* _What to work on_: Starting with the line containing "ImageHandle::ewf(handle)" and going on through the line containing "if let Some(sha256)", return the lines of the data below exactly, and only those.

* _Material shown_:

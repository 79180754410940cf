use clap::{value_parser, Arg, ArgAction, Command};
use clap_num::si_number;
use exhume_acquire::acquisition::{AcquisitionEngine, AcquisitionJob};
use exhume_acquire::export::{ExportEngine, ExportJob};
use exhume_acquire::ewf_handle::{CompressionLevel, EwfHandle};
use exhume_acquire::handle::ImageHandle;
use exhume_acquire::raw_handle::{Access, RawHandle};
use log::error;
use std::path::PathBuf;
use std::process::ExitCode;

fn main() -> ExitCode {
    env_logger::init();

    let matches = Command::new("exhume_acquire")
        .version("0.1.0")
        .about("Acquires, exports, and verifies forensic storage-media images.")
        .subcommand_required(true)
        .subcommand(
            Command::new("acquire")
                .about("Images a source device or file into a raw or EWF container.")
                .arg(Arg::new("source").short('i').long("input").required(true))
                .arg(Arg::new("output").short('o').long("output").required(true))
                .arg(
                    Arg::new("output-format")
                        .long("format")
                        .value_parser(["raw", "ewf"])
                        .default_value("raw"),
                )
                .arg(
                    Arg::new("bytes-per-sector")
                        .long("bytes-per-sector")
                        .value_parser(value_parser!(u32))
                        .default_value("512"),
                )
                .arg(
                    Arg::new("sectors-per-chunk")
                        .long("sectors-per-chunk")
                        .value_parser(value_parser!(u32))
                        .default_value("64"),
                )
                .arg(
                    Arg::new("maximum-segment-size")
                        .long("maximum-segment-size")
                        .value_parser(si_number::<u64>)
                        .default_value("1400000000")
                        .help("bytes, SI suffixes accepted (e.g. 1.4G)"),
                )
                .arg(
                    Arg::new("compression")
                        .long("compression")
                        .value_parser(["none", "fast", "best"])
                        .default_value("none"),
                )
                .arg(Arg::new("swap-byte-pairs").long("swap-byte-pairs").action(ArgAction::SetTrue))
                .arg(Arg::new("case-number").long("case-number"))
                .arg(Arg::new("examiner-name").long("examiner-name")),
        )
        .subcommand(
            Command::new("export")
                .about("Re-exports an already acquired image into another container.")
                .arg(Arg::new("source").short('i').long("input").required(true))
                .arg(Arg::new("source-format").long("source-format").value_parser(["raw", "ewf"]).default_value("raw"))
                .arg(Arg::new("output").short('o').long("output").required(true))
                .arg(Arg::new("output-format").long("format").value_parser(["raw", "ewf"]).default_value("raw")),
        )
        .subcommand(
            Command::new("verify")
                .about("Re-reads an image and recomputes hashes against its recorded values.")
                .arg(Arg::new("source").short('i').long("input").required(true))
                .arg(Arg::new("source-format").long("format").value_parser(["raw", "ewf"]).default_value("raw")),
        )
        .subcommand(
            Command::new("info")
                .about("Prints media/information/integrity metadata for an image.")
                .arg(Arg::new("source").short('i').long("input").required(true))
                .arg(Arg::new("source-format").long("format").value_parser(["raw", "ewf"]).default_value("raw")),
        )
        .get_matches();

    let outcome = match matches.subcommand() {
        Some(("acquire", sub)) => run_acquire(sub),
        Some(("export", sub)) => run_export(sub),
        Some(("verify", sub)) => run_verify(sub),
        Some(("info", sub)) => run_info(sub),
        _ => unreachable!("subcommand_required enforces one of the above"),
    };

    match outcome {
        Ok(()) => ExitCode::SUCCESS,
        Err(err) => {
            error!("{err}");
            ExitCode::FAILURE
        }
    }
}

fn run_acquire(sub: &clap::ArgMatches) -> exhume_acquire::Result<()> {
    let source_path = sub.get_one::<String>("source").unwrap();
    let output_path = sub.get_one::<String>("output").unwrap();
    let output_format = sub.get_one::<String>("output-format").unwrap();
    let bytes_per_sector = *sub.get_one::<u32>("bytes-per-sector").unwrap();
    let sectors_per_chunk = *sub.get_one::<u32>("sectors-per-chunk").unwrap();
    let maximum_segment_size = *sub.get_one::<u64>("maximum-segment-size").unwrap();
    let compression = match sub.get_one::<String>("compression").map(String::as_str) {
        Some("fast") => CompressionLevel::Fast,
        Some("best") => CompressionLevel::Best,
        _ => CompressionLevel::None,
    };
    let swap_byte_pairs = sub.get_flag("swap-byte-pairs");

    let mut source_handle = RawHandle::new();
    source_handle.open(&[PathBuf::from(source_path)], Access::Read)?;
    let media_size = source_handle.get_media_size();
    let mut source = ImageHandle::raw(source_handle);

    let mut output = match output_format.as_str() {
        "ewf" => {
            let handle = EwfHandle::open_write(
                PathBuf::from(output_path),
                bytes_per_sector,
                sectors_per_chunk,
                maximum_segment_size,
                compression,
            )?;
            ImageHandle::ewf(handle)
        }
        _ => {
            let mut handle = RawHandle::new();
            handle.open(&[PathBuf::from(output_path)], Access::Write)?;
            handle.set_media_size(media_size)?;
            handle.set_bytes_per_sector(bytes_per_sector as u64)?;
            handle.set_maximum_segment_size(maximum_segment_size)?;
            if let Some(case) = sub.get_one::<String>("case-number") {
                handle.set_information_value("case_number", case.clone())?;
            }
            if let Some(examiner) = sub.get_one::<String>("examiner-name") {
                handle.set_information_value("examiner_name", examiner.clone())?;
            }
            ImageHandle::raw(handle)
        }
    };

    let mut job = AcquisitionJob::new(0, media_size, bytes_per_sector, sectors_per_chunk);
    job.swap_byte_pairs = swap_byte_pairs;
    let mut engine = AcquisitionEngine::new(job);
    let result = engine.run(&mut source, &mut output, None)?;

    if let Some(digests) = result.digests {
        if let Some(md5) = digests.md5 {
            log::info!("MD5: {md5}");
        }
        if let Some(sha1) = digests.sha1 {
            log::info!("SHA1: {sha1}");
        }
        if let Some(sha256) = digests.sha256 {
            log::info!("SHA256: {sha256}");
        }
    }
    if !result.read_errors.is_empty() {
        for range in &result.read_errors {
            log::info!(
                "read error at offset {} ({} bytes)",
                range.start_offset,
                range.byte_count
            );
        }
    }
    println!("Acquired {} bytes -> {}", result.bytes_done, output_path);
    Ok(())
}

fn run_export(sub: &clap::ArgMatches) -> exhume_acquire::Result<()> {
    let source_path: &String = sub.get_one("source").unwrap();
    let source_format: &String = sub.get_one("source-format").unwrap();
    let output_path: &String = sub.get_one("output").unwrap();
    let output_format: &String = sub.get_one("output-format").unwrap();

    let mut source = open_source(source_path, source_format)?;
    let size = source_size(&mut source)?;

    let mut output = match output_format.as_str() {
        "ewf" => ImageHandle::ewf(EwfHandle::open_write(
            PathBuf::from(output_path),
            512,
            64,
            1_400_000_000,
            CompressionLevel::None,
        )?),
        _ => {
            let mut handle = RawHandle::new();
            handle.open(&[PathBuf::from(output_path)], Access::Write)?;
            handle.set_media_size(size)?;
            ImageHandle::raw(handle)
        }
    };

    let job = ExportJob::new(0, size, 512, 64);
    let mut engine = ExportEngine::new(job);
    let result = engine.run(&mut source, Some(&mut output))?;
    println!("Exported {} bytes -> {}", result.bytes_done, output_path);
    Ok(())
}

fn run_verify(sub: &clap::ArgMatches) -> exhume_acquire::Result<()> {
    let source_path: &String = sub.get_one("source").unwrap();
    let source_format: &String = sub.get_one("source-format").unwrap();

    let mut source = open_source(source_path, source_format)?;
    let size = source_size(&mut source)?;
    let job = ExportJob::new(0, size, 512, 64);
    let mut engine = ExportEngine::new(job);
    let result = engine.run(&mut source, None)?;

    if let Some(digests) = result.digests {
        println!("MD5: {}", digests.md5.unwrap_or_default());
        println!("SHA1: {}", digests.sha1.unwrap_or_default());
        println!("SHA256: {}", digests.sha256.unwrap_or_default());
    }
    Ok(())
}

fn run_info(sub: &clap::ArgMatches) -> exhume_acquire::Result<()> {
    let source_path: &String = sub.get_one("source").unwrap();
    let source_format: &String = sub.get_one("source-format").unwrap();

    match source_format.as_str() {
        "ewf" => {
            let handle = EwfHandle::open_read(source_path)?;
            if let exhume_acquire::ewf_handle::EwfHandle::Read(ewf) = &handle {
                ewf.print_info();
            }
        }
        _ => {
            let mut handle = RawHandle::new();
            handle.open(&[PathBuf::from(source_path)], Access::Read)?;
            println!("media_size: {}", handle.get_media_size());
            println!("bytes_per_sector: {:?}", handle.get_bytes_per_sector());
            for i in 0..handle.integrity_hash_value_count() {
                if let Some(id) = handle.integrity_hash_identifier_at(i) {
                    let id = id.to_string();
                    println!("{}: {}", id, handle.integrity_hash_value_of(&id).unwrap_or_default());
                }
            }
        }
    }
    Ok(())
}

fn open_source(path: &str, format: &str) -> exhume_acquire::Result<ImageHandle> {
    match format {
        "ewf" => Ok(ImageHandle::ewf(EwfHandle::open_read(path)?)),
        _ => {
            let mut handle = RawHandle::new();
            handle.open(&[PathBuf::from(path)], Access::Read)?;
            Ok(ImageHandle::raw(handle))
        }
    }
}

fn source_size(source: &mut ImageHandle) -> exhume_acquire::Result<u64> {
    if let Some(raw) = source.as_raw_mut() {
        return Ok(raw.get_media_size());
    }
    use std::io::SeekFrom;
    if let Some(ewf) = source.as_ewf_mut() {
        let size = ewf.seek(SeekFrom::End(0))?;
        ewf.seek(SeekFrom::Start(0))?;
        return Ok(size);
    }
    Ok(0)
}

* _Reply to the task_:
            ImageHandle::ewf(handle)
        }
        _ => {
            let mut handle = RawHandle::new();
            handle.open(&[PathBuf::from(output_path)], Access::Write)?;
            handle.set_media_size(media_size)?;
            handle.set_bytes_per_sector(bytes_per_sector as u64)?;
            handle.set_maximum_segment_size(maximum_segment_size)?;
            if let Some(case) = sub.get_one::<String>("case-number") {
                handle.set_information_value("case_number", case.clone())?;
            }
            if let Some(examiner) = sub.get_one::<String>("examiner-name") {
                handle.set_information_value("examiner_name", examiner.clone())?;
            }
            ImageHandle::raw(handle)
        }
    };

    let mut job = AcquisitionJob::new(0, media_size, bytes_per_sector, sectors_per_chunk);
    job.swap_byte_pairs = swap_byte_pairs;
    let mut engine = AcquisitionEngine::new(job);
    let result = engine.run(&mut source, &mut output, None)?;

    if let Some(digests) = result.digests {
        if let Some(md5) = digests.md5 {
            log::info!("MD5: {md5}");
        }
        if let Some(sha1) = digests.sha1 {
            log::info!("SHA1: {sha1}");
        }
        if let Some(sha256) = digests.sha256 {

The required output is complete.